**Task directions**
In the data that follows, give the number of lines containing the word "config". Offer no additional comment.

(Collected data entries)
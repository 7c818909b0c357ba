//! DPoS Ledger Core
//!
//! Account ledger, block assembly and round settlement for a delegated
//! proof-of-stake chain.
//!
//! # Architecture
//!
//! - **Sequenced Writes**: Ledger mutations run one at a time through FIFO sequencers
//! - **Atomic Blocks**: A block and everything it changes commit in one write batch
//! - **Round Ledger**: Vote changes accumulate per round and settle at its last block
//! - **Pluggable Storage**: In-memory store or RocksDB column families
//!
//! # Invariants
//!
//! - Balances never go negative and never exceed the total supply
//! - Round fees are fully distributed: per-slot shares plus the remainder
//! - A block is applied only on top of the current tip

#![forbid(unsafe_code)]
#![warn(
    missing_docs,
    rust_2018_idioms,
    missing_debug_implementations,
    clippy::all
)]

pub mod account;
pub mod block;
pub mod config;
pub mod crypto;
pub mod error;
pub mod ledger;
pub mod metrics;
pub mod reward;
pub mod round;
pub mod round_changes;
pub mod sequencer;
pub mod slots;
pub mod storage;
pub mod transaction;
pub mod types;

// Re-exports
pub use account::{AccountDiff, AccountLedger, Filter};
pub use block::BlockAssembler;
pub use config::Config;
pub use crypto::KeyPair;
pub use error::{Error, Result};
pub use ledger::Chain;
pub use round::RoundSummary;
pub use types::{Account, Block, RoundLedgerEntry, Transaction, TransactionType};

**Result of the exercise**
2